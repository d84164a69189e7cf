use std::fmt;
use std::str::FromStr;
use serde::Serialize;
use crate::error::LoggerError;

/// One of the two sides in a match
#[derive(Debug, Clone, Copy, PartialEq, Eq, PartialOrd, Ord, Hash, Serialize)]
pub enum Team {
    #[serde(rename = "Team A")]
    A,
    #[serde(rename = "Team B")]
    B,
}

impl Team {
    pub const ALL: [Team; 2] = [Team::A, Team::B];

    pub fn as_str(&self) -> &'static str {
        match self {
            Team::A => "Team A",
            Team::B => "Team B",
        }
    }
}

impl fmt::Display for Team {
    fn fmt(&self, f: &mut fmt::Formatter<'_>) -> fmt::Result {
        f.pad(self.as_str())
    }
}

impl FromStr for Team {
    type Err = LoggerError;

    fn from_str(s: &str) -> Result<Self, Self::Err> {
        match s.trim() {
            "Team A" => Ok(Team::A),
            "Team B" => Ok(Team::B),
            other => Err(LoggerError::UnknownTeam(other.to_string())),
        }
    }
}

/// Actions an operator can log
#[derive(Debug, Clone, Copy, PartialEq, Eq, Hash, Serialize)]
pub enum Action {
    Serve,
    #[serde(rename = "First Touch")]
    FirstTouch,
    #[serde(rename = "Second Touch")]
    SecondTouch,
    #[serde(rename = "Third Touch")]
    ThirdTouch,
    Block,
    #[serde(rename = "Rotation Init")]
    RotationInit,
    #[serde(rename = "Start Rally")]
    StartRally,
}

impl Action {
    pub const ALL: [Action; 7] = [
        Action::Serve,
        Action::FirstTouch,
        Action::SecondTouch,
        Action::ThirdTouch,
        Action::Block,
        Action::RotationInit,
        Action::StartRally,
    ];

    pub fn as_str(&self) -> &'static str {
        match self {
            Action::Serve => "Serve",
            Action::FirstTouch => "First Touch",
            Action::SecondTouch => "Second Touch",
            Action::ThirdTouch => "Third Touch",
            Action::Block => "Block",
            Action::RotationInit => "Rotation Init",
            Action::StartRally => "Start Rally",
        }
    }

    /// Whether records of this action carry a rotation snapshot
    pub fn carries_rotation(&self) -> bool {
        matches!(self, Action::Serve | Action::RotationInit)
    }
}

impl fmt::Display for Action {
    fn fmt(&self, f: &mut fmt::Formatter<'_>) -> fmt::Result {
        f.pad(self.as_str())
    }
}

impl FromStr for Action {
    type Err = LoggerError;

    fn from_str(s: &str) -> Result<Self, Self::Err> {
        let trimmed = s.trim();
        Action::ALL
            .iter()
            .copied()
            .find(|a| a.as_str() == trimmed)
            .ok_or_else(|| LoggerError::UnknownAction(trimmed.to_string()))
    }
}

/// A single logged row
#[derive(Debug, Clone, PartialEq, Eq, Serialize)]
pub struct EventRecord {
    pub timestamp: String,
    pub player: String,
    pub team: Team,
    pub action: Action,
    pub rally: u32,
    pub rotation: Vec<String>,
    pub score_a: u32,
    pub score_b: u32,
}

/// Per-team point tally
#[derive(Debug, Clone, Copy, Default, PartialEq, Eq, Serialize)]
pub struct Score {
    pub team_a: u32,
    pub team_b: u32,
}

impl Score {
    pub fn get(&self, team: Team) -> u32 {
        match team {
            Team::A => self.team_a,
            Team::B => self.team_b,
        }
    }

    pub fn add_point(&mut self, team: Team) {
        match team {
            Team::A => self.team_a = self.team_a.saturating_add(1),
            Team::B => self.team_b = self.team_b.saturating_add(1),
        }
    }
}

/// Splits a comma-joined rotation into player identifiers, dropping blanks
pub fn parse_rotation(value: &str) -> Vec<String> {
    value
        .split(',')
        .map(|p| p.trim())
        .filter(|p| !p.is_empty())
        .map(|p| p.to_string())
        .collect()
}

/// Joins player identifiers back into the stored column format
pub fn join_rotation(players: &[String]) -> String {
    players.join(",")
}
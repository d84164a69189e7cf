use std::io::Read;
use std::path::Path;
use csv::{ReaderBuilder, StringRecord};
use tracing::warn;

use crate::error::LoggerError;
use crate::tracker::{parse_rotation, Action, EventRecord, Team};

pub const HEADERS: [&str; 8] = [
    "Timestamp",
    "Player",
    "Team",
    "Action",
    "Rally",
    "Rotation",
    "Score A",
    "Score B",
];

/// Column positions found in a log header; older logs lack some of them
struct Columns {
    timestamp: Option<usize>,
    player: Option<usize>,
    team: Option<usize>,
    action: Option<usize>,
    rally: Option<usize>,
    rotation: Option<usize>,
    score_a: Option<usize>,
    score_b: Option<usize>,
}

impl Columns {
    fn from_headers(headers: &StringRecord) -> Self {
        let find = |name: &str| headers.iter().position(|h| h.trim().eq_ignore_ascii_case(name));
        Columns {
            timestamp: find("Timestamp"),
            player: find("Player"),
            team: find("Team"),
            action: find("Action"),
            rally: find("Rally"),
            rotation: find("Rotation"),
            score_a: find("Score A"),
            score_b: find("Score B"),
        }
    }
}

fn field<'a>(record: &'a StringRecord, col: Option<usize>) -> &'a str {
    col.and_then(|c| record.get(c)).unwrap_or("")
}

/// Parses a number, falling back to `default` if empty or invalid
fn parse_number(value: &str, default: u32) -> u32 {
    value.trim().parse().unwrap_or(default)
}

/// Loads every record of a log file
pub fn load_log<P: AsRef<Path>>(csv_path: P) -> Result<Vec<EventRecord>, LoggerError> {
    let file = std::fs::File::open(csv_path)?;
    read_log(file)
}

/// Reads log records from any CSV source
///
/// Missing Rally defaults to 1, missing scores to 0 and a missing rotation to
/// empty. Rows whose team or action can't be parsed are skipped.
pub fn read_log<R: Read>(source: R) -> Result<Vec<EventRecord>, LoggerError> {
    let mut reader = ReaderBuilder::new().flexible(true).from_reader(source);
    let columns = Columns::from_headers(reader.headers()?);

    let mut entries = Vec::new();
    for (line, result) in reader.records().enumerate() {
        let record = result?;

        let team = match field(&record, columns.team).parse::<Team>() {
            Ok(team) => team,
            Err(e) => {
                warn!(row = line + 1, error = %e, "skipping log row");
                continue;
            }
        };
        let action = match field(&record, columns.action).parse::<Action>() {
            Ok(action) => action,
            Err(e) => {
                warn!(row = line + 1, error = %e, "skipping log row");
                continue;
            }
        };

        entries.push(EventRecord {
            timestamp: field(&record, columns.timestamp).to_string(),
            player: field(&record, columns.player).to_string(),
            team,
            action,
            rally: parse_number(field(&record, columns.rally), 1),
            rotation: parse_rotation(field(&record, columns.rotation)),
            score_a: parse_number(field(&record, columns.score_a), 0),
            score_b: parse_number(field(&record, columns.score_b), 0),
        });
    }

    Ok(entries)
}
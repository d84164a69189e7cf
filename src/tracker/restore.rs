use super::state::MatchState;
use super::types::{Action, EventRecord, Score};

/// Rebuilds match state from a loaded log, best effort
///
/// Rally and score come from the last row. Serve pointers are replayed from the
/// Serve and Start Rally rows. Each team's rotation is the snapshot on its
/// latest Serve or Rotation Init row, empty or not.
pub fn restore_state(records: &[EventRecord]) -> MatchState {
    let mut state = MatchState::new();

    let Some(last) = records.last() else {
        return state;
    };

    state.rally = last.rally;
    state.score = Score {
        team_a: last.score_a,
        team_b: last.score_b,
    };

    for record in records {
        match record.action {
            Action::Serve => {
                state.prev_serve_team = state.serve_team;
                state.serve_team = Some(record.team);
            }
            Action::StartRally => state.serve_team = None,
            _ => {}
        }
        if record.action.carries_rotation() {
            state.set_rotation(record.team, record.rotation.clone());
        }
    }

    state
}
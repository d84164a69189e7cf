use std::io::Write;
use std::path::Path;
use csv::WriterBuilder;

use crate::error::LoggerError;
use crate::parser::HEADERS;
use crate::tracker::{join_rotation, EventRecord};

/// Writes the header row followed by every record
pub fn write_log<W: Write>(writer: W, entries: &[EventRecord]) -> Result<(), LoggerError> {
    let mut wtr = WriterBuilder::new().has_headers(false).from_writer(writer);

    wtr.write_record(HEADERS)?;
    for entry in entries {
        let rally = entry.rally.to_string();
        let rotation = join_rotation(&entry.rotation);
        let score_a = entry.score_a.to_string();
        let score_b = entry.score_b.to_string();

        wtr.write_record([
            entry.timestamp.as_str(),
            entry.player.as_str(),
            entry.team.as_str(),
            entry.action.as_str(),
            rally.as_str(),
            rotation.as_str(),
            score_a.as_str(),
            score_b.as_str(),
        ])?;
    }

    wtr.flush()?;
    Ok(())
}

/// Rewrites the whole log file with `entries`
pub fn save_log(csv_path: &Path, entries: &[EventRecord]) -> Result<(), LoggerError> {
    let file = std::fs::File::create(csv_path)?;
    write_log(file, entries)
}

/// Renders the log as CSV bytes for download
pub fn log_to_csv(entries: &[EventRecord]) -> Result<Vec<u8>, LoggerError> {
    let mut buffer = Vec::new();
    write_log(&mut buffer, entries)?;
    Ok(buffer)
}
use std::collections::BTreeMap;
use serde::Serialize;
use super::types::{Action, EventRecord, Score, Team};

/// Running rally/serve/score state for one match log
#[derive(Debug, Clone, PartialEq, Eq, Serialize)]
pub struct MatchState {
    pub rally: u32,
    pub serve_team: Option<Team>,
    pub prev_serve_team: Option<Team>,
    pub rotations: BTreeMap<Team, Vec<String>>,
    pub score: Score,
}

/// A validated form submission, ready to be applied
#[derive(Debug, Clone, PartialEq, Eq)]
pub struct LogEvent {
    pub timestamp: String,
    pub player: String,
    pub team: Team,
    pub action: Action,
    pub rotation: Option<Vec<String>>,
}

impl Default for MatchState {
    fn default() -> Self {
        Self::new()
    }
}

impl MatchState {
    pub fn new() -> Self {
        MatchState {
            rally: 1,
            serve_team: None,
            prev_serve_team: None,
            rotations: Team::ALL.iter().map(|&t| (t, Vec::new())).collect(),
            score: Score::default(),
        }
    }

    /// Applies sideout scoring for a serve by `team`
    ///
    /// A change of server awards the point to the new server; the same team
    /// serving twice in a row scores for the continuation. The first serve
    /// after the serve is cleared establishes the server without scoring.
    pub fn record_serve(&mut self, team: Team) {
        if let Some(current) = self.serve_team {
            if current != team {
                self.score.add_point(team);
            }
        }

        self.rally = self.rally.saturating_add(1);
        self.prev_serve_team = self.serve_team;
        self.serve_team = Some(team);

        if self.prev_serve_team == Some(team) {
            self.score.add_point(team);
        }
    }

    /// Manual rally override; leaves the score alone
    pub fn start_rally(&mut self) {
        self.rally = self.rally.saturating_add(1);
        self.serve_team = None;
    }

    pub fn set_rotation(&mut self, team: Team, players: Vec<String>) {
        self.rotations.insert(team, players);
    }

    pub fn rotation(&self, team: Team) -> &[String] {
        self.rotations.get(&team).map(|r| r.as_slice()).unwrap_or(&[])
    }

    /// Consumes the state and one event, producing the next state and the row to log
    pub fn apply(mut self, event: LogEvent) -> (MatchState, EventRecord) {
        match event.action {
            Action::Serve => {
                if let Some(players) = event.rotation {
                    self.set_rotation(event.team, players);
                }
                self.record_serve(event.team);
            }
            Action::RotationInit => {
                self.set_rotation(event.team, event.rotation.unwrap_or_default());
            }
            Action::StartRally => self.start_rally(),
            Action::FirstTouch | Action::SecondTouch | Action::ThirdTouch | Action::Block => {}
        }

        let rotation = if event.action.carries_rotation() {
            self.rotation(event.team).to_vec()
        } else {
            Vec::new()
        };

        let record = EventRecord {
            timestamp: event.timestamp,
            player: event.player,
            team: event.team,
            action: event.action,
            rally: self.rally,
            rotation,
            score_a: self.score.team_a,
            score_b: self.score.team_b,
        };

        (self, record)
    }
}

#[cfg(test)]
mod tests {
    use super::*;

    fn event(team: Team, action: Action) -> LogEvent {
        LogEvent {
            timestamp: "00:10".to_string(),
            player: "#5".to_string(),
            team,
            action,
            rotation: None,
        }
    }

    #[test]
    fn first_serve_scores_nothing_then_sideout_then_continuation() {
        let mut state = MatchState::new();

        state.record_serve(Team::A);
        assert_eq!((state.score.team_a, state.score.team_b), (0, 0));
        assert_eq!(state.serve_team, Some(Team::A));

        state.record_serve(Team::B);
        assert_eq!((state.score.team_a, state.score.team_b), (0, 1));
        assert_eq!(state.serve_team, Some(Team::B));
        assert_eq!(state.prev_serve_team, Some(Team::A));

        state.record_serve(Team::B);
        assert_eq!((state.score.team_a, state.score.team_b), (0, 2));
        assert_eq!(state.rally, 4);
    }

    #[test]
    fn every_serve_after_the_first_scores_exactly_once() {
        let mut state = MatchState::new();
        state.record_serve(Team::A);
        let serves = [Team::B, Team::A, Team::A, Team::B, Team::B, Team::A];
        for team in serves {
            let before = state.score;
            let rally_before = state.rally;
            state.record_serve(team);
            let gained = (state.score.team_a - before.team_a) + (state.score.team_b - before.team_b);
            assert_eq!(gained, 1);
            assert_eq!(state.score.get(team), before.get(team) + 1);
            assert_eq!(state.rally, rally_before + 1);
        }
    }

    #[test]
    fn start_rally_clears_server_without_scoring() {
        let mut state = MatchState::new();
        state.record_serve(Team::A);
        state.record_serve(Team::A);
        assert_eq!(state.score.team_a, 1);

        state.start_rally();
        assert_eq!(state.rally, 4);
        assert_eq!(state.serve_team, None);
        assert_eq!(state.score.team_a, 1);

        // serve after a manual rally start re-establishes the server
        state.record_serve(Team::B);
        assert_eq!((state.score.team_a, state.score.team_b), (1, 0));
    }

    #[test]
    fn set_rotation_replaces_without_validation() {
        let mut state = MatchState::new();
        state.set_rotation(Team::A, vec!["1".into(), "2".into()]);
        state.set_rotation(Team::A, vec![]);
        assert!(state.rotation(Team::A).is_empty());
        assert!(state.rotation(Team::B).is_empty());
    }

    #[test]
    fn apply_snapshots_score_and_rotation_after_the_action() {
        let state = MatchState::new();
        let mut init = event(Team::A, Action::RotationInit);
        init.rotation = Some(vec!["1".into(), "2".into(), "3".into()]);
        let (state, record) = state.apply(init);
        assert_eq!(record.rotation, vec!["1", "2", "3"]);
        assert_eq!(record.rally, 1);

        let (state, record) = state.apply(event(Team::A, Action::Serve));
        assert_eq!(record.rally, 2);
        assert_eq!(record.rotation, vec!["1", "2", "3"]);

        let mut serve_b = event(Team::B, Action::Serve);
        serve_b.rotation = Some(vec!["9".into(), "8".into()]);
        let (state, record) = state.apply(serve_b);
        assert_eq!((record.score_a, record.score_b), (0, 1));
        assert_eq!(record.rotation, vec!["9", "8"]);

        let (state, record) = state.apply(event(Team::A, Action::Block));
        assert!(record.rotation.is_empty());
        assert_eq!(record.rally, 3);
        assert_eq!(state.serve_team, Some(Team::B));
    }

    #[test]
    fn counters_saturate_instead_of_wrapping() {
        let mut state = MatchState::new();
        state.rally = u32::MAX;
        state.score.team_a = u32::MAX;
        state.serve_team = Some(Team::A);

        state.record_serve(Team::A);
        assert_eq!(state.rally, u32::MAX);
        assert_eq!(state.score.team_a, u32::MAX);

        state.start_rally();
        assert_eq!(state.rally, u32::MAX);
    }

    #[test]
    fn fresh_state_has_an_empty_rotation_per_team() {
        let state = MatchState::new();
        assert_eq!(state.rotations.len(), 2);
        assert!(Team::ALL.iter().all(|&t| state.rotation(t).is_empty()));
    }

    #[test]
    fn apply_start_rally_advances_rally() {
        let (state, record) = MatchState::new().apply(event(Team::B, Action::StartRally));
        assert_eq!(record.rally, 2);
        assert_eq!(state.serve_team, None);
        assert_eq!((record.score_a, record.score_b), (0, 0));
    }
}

= EXERCISE DIRECTIONS =
Copy, from the data above, every line where the word "types" appears.

= EXERCISE ANSWER =
use super::types::{Action, EventRecord, Score};
use super::types::{Action, EventRecord, Score, Team};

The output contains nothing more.